Bartter Syndrome Presenting as Arginine-Vasopressin Resistance: A Report of 2 Cases.

BACKGROUND Bartter syndrome is a rare, inherited salt-wasting tubulopathy caused by mutations in 1 of 6 genes that express ion transport channels in the thick ascending limb of nephrons. Excessive prostaglandin E2 and associated hyperreninemic hyperaldosteronism occurs, causing polyhydramnios, polyuria, prematurity, failure to thrive, and characteristic physical features. Hypokalemia, hypochloremic metabolic alkalosis, and, depending on the affected gene, hypercalciuria and nephrocalcinosis are hallmarks of Bartter syndrome. CASE REPORT A 9-month-old male infant, born prematurely due to polyhydramnios, presented in the Emergency Department with dehydration due to incoercible vomiting and significant polyuria. A 6-year-old male infant with a previous history of prematurity due to polyhydramnios was referred to the Pediatric Endocrinology Department due to short stature and notable polydipsia and polyuria. Considering these marked symptoms, both cases triggered suspicion and started workup for arginine-vasopressin insufficiency/resistance. However, during the investigations, a broader clinical revision revealed that both had dysmorphic physical features (triangularly shaped face, prominent forehead, protruding ears, drooping mouth), poor growth, impaired weight gain, and typical biochemical findings (hypokalemic metabolic alkalosis, hypercalciuria, secondary hyperaldosteronism) of Bartter syndrome.
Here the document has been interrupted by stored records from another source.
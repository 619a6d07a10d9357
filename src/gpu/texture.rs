//! Offscreen color and depth targets.

/// Depth format shared by every scene pass.
pub const DEPTH_FORMAT: wgpu::TextureFormat = wgpu::TextureFormat::Depth32Float;

/// Color format of the capture target. sRGB so the read-back bytes match
/// what the surface shows.
pub const CAPTURE_FORMAT: wgpu::TextureFormat =
    wgpu::TextureFormat::Rgba8UnormSrgb;

/// A render-target texture and its default view.
///
/// Created with `RENDER_ATTACHMENT | COPY_SRC` usage, suitable for
/// off-screen rendering followed by read-back.
pub struct RenderTarget {
    /// The underlying GPU texture.
    pub texture: wgpu::Texture,
    /// A default full-texture view.
    pub view: wgpu::TextureView,
}

impl RenderTarget {
    /// Create a color target with the given dimensions and format.
    #[must_use]
    pub fn color(
        device: &wgpu::Device,
        width: u32,
        height: u32,
        format: wgpu::TextureFormat,
    ) -> Self {
        Self::new(
            device,
            "Capture Target",
            (width, height),
            format,
            wgpu::TextureUsages::RENDER_ATTACHMENT
                | wgpu::TextureUsages::COPY_SRC,
        )
    }

    /// Create a [`DEPTH_FORMAT`] depth attachment.
    #[must_use]
    pub fn depth(device: &wgpu::Device, width: u32, height: u32) -> Self {
        Self::new(
            device,
            "Depth Target",
            (width, height),
            DEPTH_FORMAT,
            wgpu::TextureUsages::RENDER_ATTACHMENT,
        )
    }

    fn new(
        device: &wgpu::Device,
        label: &str,
        (width, height): (u32, u32),
        format: wgpu::TextureFormat,
        usage: wgpu::TextureUsages,
    ) -> Self {
        let texture = device.create_texture(&wgpu::TextureDescriptor {
            label: Some(label),
            size: wgpu::Extent3d {
                width: width.max(1),
                height: height.max(1),
                depth_or_array_layers: 1,
            },
            mip_level_count: 1,
            sample_count: 1,
            dimension: wgpu::TextureDimension::D2,
            format,
            usage,
            view_formats: &[],
        });
        let view = texture.create_view(&wgpu::TextureViewDescriptor::default());
        Self { texture, view }
    }

    /// Texture size in pixels.
    #[must_use]
    pub fn size(&self) -> (u32, u32) {
        (self.texture.width(), self.texture.height())
    }
}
Genetic testing confirmed the diagnosis of Bartter syndrome types 1 and type 2, respectively, and this diagnosis allowed proper treatment and significant clinical improvements, personalized follow-up, and genetic counseling for parents desiring further healthy pregnancies. CONCLUSIONS Here, we present clinical and follow-up findings of 2 patients with Bartter syndrome types 1 and 2 discovered upon a broader clinical revision of suspected arginine-vasopressin insufficiency/resistance. We also review pertinent data on diagnosis and management of this challenging syndrome.